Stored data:
======

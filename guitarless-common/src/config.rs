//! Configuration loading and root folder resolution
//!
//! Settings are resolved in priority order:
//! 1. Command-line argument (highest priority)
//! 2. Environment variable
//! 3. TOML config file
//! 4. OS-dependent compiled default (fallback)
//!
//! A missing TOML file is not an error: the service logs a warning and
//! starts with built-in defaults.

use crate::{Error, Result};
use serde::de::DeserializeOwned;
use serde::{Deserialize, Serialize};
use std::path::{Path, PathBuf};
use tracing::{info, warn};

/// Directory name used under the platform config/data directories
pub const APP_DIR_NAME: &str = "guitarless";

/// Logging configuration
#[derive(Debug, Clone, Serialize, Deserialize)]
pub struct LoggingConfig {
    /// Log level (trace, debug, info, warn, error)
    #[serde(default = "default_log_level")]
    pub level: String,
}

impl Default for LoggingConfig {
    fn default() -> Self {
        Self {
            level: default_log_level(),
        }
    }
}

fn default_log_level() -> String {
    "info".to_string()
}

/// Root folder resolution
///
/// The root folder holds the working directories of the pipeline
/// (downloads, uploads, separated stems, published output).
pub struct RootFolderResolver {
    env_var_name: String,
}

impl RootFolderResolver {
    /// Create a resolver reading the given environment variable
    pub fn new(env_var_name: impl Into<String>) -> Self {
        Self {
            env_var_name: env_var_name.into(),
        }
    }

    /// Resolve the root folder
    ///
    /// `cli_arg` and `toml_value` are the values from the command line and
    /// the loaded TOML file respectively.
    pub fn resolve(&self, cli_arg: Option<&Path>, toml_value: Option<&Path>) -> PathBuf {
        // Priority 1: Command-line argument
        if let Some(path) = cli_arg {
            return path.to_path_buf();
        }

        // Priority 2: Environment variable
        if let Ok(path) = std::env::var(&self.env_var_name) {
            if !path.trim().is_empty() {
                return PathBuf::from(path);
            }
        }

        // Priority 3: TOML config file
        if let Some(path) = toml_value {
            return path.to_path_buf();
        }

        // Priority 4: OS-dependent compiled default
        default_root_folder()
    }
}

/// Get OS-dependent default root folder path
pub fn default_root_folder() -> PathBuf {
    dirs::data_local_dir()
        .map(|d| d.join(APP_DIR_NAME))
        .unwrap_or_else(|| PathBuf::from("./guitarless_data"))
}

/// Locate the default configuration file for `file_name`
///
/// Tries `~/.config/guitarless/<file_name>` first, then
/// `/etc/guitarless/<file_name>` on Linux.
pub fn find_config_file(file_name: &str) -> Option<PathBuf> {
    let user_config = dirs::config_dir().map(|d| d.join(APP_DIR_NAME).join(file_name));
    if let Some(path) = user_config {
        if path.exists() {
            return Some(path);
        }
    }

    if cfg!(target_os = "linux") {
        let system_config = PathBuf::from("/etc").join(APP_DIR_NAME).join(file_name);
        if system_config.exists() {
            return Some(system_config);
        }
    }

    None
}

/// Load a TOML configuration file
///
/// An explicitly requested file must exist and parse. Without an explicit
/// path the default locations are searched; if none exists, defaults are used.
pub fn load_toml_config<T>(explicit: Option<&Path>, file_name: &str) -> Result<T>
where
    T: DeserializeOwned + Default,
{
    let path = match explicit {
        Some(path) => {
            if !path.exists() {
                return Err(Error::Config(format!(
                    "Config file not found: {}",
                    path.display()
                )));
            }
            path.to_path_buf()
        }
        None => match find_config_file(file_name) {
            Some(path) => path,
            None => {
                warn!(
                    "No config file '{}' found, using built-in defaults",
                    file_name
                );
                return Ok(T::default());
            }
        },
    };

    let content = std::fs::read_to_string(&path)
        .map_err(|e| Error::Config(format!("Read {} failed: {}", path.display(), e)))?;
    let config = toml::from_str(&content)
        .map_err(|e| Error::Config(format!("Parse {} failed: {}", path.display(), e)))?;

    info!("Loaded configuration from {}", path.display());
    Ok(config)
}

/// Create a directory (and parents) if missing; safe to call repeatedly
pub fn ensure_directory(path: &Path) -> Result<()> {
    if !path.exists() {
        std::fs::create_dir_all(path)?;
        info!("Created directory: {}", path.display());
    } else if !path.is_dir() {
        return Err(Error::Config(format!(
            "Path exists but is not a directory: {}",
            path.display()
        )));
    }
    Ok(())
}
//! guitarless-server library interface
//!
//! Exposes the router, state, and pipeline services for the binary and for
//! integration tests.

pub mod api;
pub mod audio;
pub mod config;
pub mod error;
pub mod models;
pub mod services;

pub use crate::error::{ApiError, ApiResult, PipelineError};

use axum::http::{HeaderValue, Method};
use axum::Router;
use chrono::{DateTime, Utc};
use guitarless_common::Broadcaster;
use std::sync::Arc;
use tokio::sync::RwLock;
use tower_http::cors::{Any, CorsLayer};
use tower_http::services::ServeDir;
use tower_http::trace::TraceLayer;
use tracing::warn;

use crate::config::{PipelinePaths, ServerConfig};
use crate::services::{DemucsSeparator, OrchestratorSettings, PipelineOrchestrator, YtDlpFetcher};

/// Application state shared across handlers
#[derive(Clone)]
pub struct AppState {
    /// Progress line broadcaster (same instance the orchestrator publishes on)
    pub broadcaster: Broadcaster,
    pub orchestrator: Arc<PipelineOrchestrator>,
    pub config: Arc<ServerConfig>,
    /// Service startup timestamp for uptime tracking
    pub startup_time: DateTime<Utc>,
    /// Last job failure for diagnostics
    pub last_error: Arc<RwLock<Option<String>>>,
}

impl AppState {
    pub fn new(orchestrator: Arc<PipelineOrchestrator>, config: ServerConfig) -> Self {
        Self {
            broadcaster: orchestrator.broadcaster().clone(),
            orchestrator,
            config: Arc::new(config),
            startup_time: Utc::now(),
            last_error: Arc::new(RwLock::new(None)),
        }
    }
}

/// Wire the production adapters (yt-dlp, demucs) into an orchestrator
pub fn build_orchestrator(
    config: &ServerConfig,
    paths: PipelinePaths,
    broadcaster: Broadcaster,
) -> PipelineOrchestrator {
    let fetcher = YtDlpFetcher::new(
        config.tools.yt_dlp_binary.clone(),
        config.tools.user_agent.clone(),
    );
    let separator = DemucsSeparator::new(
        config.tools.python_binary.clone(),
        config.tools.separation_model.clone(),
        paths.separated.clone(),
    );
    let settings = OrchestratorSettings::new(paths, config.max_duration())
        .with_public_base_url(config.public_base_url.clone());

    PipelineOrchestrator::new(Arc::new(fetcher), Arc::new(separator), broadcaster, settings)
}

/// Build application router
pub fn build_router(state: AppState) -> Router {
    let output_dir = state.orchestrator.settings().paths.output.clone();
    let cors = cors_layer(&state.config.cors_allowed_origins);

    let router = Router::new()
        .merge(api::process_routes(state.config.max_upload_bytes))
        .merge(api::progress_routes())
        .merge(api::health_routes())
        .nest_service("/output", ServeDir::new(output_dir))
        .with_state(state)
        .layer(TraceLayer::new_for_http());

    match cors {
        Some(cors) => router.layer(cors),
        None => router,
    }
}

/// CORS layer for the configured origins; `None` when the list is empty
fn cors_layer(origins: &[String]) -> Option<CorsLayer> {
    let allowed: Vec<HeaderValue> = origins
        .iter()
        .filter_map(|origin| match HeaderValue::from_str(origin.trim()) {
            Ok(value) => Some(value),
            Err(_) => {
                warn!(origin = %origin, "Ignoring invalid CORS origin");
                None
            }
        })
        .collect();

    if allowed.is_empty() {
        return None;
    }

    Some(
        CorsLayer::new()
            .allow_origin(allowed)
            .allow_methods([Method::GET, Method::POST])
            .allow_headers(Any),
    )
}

======

TASK REQUIREMENTS
Where a line of the records has the string "used", return that line.

TASK RESPONSE
/// Directory name used under the platform config/data directories
/// path the default locations are searched; if none exists, defaults are used.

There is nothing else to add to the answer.